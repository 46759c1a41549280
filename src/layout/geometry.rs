use std::ops::{Add, AddAssign, Mul, Neg, Sub, SubAssign};

/// A point or displacement on the layout canvas.
#[derive(Clone, Copy, Debug, Default, PartialEq)]
pub struct Point {
	/// Horizontal coordinate.
	pub x: f64,
	/// Vertical coordinate, growing downwards like canvas space.
	pub y: f64,
}

impl Point {
	/// The origin, also used as the zero vector.
	pub const ZERO: Point = Point { x: 0.0, y: 0.0 };

	/// Creates a point from its coordinates.
	pub const fn new(x: f64, y: f64) -> Self {
		Self { x, y }
	}

	/// Euclidean length when read as a vector.
	pub fn length(self) -> f64 {
		(self.x * self.x + self.y * self.y).sqrt()
	}

	/// Distance between two points.
	pub fn distance(self, other: Point) -> f64 {
		(other - self).length()
	}
}

impl Add for Point {
	type Output = Point;

	fn add(self, rhs: Point) -> Point {
		Point::new(self.x + rhs.x, self.y + rhs.y)
	}
}

impl AddAssign for Point {
	fn add_assign(&mut self, rhs: Point) {
		self.x += rhs.x;
		self.y += rhs.y;
	}
}

impl Sub for Point {
	type Output = Point;

	fn sub(self, rhs: Point) -> Point {
		Point::new(self.x - rhs.x, self.y - rhs.y)
	}
}

impl SubAssign for Point {
	fn sub_assign(&mut self, rhs: Point) {
		self.x -= rhs.x;
		self.y -= rhs.y;
	}
}

impl Mul<f64> for Point {
	type Output = Point;

	fn mul(self, rhs: f64) -> Point {
		Point::new(self.x * rhs, self.y * rhs)
	}
}

impl Neg for Point {
	type Output = Point;

	fn neg(self) -> Point {
		Point::new(-self.x, -self.y)
	}
}

/// Axis-aligned rectangle every node is kept inside.
#[derive(Clone, Copy, Debug, PartialEq)]
pub struct Bounds {
	/// Top-left corner.
	pub min: Point,
	/// Bottom-right corner.
	pub max: Point,
}

impl Bounds {
	/// Creates bounds from `[min_x, max_x] × [min_y, max_y]`.
	pub const fn new(min_x: f64, max_x: f64, min_y: f64, max_y: f64) -> Self {
		Self {
			min: Point::new(min_x, min_y),
			max: Point::new(max_x, max_y),
		}
	}

	/// Moves `p` to the nearest point inside the bounds.
	pub fn clamp(&self, p: Point) -> Point {
		Point::new(
			p.x.max(self.min.x).min(self.max.x),
			p.y.max(self.min.y).min(self.max.y),
		)
	}

	/// Whether `p` lies inside the bounds, edges included.
	pub fn contains(&self, p: Point) -> bool {
		(self.min.x..=self.max.x).contains(&p.x) && (self.min.y..=self.max.y).contains(&p.y)
	}
}

#[cfg(test)]
mod tests {
	use super::*;

	#[test]
	fn clamp_pulls_outside_points_to_nearest_edge() {
		let bounds = Bounds::new(50.0, 750.0, 50.0, 550.0);
		assert_eq!(bounds.clamp(Point::new(-10.0, 900.0)), Point::new(50.0, 550.0));
		assert_eq!(bounds.clamp(Point::new(800.0, 20.0)), Point::new(750.0, 50.0));
		assert_eq!(bounds.clamp(Point::new(400.0, 300.0)), Point::new(400.0, 300.0));
	}

	#[test]
	fn contains_includes_the_edges() {
		let bounds = Bounds::new(50.0, 750.0, 50.0, 550.0);
		assert!(bounds.contains(Point::new(50.0, 550.0)));
		assert!(!bounds.contains(Point::new(49.9, 300.0)));
	}

	#[test]
	fn distance_is_symmetric() {
		let (a, b) = (Point::new(100.0, 300.0), Point::new(103.0, 304.0));
		assert_eq!(a.distance(b), 5.0);
		assert_eq!(b.distance(a), 5.0);
	}
}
- - - -
*WHAT YOU NEED TO DO:*
Line by line, retype all of the records exactly.

*ANSWER AREA:*
repository 46759c1a41549280
filename src/layout/geometry.rs
use std::ops::{Add, AddAssign, Mul, Neg, Sub, SubAssign};

/// A point or displacement on the layout canvas.
#[derive(Clone, Copy, Debug, Default, PartialEq)]
pub struct Point {
	/// Horizontal coordinate.
	pub x: f64,
	/// Vertical coordinate, growing downwards like canvas space.
	pub y: f64,
}

impl Point {
	/// The origin, also used as the zero vector.
	pub const ZERO: Point = Point { x: 0.0, y: 0.0 };

	/// Creates a point from its coordinates.
	pub const fn new(x: f64, y: f64) -> Self {
		Self { x, y }
	}

	/// Euclidean length when read as a vector.
	pub fn length(self) -> f64 {
		(self.x * self.x + self.y * self.y).sqrt()
	}

	/// Distance between two points.
	pub fn distance(self, other: Point) -> f64 {
		(other - self).length()
	}
}

impl Add for Point {
	type Output = Point;

	fn add(self, rhs: Point) -> Point {
		Point::new(self.x + rhs.x, self.y + rhs.y)
	}
}

impl AddAssign for Point {
	fn add_assign(&mut self, rhs: Point) {
		self.x += rhs.x;
		self.y += rhs.y;
	}
}

impl Sub for Point {
	type Output = Point;

	fn sub(self, rhs: Point) -> Point {
		Point::new(self.x - rhs.x, self.y - rhs.y)
	}
}

impl SubAssign for Point {
	fn sub_assign(&mut self, rhs: Point) {
		self.x -= rhs.x;
		self.y -= rhs.y;
	}
}

impl Mul<f64> for Point {
	type Output = Point;

	fn mul(self, rhs: f64) -> Point {
		Point::new(self.x * rhs, self.y * rhs)
	}
}

impl Neg for Point {
	type Output = Point;

	fn neg(self) -> Point {
		Point::new(-self.x, -self.y)
	}
}

/// Axis-aligned rectangle every node is kept inside.
#[derive(Clone, Copy, Debug, PartialEq)]
pub struct Bounds {
	/// Top-left corner.
	pub min: Point,
	/// Bottom-right corner.
	pub max: Point,
}

impl Bounds {
	/// Creates bounds from `[min_x, max_x] × [min_y, max_y]`.
	pub const fn new(min_x: f64, max_x: f64, min_y: f64, max_y: f64) -> Self {
		Self {
			min: Point::new(min_x, min_y),
			max: Point::new(max_x, max_y),
		}
	}

	/// Moves `p` to the nearest point inside the bounds.
	pub fn clamp(&self, p: Point) -> Point {
		Point::new(
			p.x.max(self.min.x).min(self.max.x),
			p.y.max(self.min.y).min(self.max.y),
		)
	}

	/// Whether `p` lies inside the bounds, edges included.
	pub fn contains(&self, p: Point) -> bool {
		(self.min.x..=self.max.x).contains(&p.x) && (self.min.y..=self.max.y).contains(&p.y)
	}
}

#[cfg(test)]
mod tests {
	use super::*;

	#[test]
	fn clamp_pulls_outside_points_to_nearest_edge() {
		let bounds = Bounds::new(50.0, 750.0, 50.0, 550.0);
		assert_eq!(bounds.clamp(Point::new(-10.0, 900.0)), Point::new(50.0, 550.0));
		assert_eq!(bounds.clamp(Point::new(800.0, 20.0)), Point::new(750.0, 50.0));
		assert_eq!(bounds.clamp(Point::new(400.0, 300.0)), Point::new(400.0, 300.0));
	}

	#[test]
	fn contains_includes_the_edges() {
		let bounds = Bounds::new(50.0, 750.0, 50.0, 550.0);
		assert!(bounds.contains(Point::new(50.0, 550.0)));
		assert!(!bounds.contains(Point::new(49.9, 300.0)));
	}

	#[test]
	fn distance_is_symmetric() {
		let (a, b) = (Point::new(100.0, 300.0), Point::new(103.0, 304.0));
		assert_eq!(a.distance(b), 5.0);
		assert_eq!(b.distance(a), 5.0);
	}
}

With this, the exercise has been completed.